PROBLEM: Of all the lines in the material, how many carry the string "EXCLUDED"? Respond with the number by itself.

+ + + + + + +

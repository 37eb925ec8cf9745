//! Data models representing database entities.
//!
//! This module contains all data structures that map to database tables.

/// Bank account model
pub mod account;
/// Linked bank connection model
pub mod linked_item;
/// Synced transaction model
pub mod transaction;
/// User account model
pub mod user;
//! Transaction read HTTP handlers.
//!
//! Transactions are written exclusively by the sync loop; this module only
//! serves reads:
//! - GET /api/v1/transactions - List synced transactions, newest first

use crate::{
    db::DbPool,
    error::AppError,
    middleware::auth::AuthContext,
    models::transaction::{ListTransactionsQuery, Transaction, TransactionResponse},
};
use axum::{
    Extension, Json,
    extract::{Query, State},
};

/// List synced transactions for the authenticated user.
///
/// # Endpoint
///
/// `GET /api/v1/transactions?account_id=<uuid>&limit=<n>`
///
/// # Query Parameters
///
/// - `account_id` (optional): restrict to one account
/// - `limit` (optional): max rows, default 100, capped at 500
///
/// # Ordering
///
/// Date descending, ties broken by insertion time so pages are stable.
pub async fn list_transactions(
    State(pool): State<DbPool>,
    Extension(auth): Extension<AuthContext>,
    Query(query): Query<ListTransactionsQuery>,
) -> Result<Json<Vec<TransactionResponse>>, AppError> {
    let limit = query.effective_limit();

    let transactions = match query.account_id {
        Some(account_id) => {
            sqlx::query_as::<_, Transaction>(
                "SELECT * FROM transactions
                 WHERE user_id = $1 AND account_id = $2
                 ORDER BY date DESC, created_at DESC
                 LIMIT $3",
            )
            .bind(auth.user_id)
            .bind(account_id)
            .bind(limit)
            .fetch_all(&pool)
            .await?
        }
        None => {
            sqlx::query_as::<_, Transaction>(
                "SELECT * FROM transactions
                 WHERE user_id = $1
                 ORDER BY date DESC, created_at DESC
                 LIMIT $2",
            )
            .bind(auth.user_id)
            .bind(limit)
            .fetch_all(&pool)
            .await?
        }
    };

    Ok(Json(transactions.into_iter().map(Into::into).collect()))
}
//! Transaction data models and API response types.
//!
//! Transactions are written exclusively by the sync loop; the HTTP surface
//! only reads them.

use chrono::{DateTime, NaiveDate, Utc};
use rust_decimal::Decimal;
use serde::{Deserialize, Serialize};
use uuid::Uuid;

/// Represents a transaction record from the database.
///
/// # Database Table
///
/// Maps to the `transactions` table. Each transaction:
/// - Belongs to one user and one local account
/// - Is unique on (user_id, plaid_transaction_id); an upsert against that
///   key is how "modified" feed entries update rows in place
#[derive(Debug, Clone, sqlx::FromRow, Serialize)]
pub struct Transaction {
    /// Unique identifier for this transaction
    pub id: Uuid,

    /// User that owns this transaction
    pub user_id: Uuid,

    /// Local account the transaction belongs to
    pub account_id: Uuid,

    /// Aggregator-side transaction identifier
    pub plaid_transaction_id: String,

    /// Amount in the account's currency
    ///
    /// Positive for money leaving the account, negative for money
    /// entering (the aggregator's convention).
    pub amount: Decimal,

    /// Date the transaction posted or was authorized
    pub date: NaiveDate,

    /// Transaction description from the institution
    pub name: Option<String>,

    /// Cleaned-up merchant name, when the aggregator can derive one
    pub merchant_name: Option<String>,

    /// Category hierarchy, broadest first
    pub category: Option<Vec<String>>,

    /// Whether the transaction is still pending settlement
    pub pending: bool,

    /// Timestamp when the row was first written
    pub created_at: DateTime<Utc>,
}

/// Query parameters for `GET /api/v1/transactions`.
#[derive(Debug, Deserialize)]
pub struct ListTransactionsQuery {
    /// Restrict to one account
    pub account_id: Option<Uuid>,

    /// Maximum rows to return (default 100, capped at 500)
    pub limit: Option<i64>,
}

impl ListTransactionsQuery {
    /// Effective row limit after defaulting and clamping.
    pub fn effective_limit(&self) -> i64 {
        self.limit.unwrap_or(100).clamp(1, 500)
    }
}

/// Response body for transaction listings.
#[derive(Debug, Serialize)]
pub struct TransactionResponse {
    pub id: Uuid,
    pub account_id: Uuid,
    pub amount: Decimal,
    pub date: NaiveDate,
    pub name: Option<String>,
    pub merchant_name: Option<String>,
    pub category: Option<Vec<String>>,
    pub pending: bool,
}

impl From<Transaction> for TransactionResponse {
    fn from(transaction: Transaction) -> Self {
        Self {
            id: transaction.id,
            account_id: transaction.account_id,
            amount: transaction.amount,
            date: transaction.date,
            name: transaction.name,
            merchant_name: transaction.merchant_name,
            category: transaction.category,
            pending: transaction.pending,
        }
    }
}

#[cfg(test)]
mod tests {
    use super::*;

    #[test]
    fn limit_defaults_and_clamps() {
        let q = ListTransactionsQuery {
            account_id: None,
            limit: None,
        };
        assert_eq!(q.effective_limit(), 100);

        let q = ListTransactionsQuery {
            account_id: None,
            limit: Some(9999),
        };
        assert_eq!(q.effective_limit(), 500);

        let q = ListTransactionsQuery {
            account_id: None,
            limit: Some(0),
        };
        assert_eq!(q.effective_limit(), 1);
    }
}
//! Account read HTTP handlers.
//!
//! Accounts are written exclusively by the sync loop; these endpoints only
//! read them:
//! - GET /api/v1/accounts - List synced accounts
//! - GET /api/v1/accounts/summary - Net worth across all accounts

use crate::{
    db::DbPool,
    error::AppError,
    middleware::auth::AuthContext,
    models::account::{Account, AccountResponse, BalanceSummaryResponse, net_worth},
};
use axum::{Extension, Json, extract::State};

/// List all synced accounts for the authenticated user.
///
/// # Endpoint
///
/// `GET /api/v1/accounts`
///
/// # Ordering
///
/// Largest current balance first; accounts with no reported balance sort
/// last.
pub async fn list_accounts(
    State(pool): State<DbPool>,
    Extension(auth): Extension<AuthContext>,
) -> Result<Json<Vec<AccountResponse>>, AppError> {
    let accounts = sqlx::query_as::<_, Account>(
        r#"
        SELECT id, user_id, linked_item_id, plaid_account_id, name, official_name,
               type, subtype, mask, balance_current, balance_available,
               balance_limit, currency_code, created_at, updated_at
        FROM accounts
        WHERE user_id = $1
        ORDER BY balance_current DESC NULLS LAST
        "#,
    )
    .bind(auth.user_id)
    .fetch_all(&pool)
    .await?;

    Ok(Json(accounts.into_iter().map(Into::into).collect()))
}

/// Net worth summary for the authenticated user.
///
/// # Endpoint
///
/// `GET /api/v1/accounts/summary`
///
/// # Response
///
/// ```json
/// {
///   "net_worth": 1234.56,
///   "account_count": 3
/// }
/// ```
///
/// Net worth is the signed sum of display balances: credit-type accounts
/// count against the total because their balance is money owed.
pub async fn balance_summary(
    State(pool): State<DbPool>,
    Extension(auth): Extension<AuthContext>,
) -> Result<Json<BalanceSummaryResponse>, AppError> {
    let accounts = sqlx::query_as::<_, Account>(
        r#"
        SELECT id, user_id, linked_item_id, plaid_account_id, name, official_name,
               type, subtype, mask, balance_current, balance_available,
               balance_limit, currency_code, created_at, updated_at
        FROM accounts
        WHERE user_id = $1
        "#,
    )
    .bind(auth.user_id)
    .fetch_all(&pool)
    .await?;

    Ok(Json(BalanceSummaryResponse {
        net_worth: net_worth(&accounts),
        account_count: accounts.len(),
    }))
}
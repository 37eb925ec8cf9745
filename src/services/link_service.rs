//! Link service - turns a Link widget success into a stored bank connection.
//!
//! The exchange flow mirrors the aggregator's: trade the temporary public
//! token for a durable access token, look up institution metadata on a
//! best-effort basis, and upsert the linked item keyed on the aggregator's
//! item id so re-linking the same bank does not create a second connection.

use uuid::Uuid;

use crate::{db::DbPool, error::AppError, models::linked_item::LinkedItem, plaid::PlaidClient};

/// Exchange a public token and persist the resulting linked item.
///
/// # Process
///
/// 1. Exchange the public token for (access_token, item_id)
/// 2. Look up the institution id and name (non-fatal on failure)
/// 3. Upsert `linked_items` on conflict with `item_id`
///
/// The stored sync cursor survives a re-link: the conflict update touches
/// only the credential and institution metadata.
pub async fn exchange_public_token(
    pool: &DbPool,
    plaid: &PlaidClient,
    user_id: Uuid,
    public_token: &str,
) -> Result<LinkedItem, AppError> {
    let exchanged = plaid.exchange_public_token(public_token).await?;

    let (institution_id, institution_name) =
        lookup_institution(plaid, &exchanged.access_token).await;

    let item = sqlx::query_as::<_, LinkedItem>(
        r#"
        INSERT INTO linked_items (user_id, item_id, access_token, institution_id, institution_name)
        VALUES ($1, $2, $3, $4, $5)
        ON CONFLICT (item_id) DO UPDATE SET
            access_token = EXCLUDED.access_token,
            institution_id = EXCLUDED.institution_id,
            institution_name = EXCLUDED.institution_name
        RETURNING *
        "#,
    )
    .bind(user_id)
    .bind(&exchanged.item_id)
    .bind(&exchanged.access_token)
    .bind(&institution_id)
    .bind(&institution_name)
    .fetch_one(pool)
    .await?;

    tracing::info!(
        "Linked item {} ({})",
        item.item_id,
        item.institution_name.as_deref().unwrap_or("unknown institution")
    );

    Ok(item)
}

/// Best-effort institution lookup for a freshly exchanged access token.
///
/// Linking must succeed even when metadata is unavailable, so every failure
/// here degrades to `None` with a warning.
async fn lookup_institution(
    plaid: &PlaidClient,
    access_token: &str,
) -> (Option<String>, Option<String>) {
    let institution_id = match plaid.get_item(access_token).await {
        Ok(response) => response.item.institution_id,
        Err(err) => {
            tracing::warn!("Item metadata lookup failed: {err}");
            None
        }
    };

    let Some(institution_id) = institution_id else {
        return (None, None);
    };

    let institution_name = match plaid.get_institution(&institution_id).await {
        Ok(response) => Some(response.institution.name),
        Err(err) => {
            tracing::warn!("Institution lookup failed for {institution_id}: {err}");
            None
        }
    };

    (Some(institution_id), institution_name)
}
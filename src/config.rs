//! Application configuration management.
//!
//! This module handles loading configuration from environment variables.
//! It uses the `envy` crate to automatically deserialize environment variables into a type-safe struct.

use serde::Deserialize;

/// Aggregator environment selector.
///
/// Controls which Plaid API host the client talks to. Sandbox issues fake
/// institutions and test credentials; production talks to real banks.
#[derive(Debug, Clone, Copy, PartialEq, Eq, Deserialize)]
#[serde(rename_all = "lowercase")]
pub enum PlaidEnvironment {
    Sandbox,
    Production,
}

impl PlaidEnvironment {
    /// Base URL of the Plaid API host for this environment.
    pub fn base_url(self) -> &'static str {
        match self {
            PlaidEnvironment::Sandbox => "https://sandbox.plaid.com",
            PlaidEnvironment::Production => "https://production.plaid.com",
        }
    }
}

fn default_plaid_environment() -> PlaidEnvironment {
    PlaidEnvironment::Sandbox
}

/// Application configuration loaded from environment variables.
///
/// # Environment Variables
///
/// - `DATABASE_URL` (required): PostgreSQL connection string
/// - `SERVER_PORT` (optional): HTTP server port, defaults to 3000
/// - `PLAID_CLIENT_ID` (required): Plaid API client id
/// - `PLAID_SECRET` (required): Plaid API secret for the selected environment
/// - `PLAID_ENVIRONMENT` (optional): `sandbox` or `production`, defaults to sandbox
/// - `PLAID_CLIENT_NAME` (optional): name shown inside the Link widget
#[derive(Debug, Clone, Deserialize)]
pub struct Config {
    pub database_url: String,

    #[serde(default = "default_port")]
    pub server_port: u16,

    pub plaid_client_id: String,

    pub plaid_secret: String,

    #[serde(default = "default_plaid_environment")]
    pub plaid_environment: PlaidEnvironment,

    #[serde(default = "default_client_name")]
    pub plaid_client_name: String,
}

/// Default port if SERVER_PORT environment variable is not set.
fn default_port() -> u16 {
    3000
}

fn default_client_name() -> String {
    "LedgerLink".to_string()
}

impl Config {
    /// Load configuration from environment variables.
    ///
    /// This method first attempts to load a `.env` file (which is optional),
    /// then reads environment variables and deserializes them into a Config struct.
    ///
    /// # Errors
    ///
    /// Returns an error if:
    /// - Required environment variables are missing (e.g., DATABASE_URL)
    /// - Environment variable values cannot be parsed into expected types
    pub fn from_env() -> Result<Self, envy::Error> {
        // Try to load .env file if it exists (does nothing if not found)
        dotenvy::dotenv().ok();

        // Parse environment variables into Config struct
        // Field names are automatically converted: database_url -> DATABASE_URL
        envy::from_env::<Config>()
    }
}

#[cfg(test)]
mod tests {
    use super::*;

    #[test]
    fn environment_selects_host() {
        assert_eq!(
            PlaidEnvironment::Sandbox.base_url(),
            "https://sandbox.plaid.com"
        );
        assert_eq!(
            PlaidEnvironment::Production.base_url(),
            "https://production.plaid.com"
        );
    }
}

+ + + + + + +

WORKED SOLUTION: 3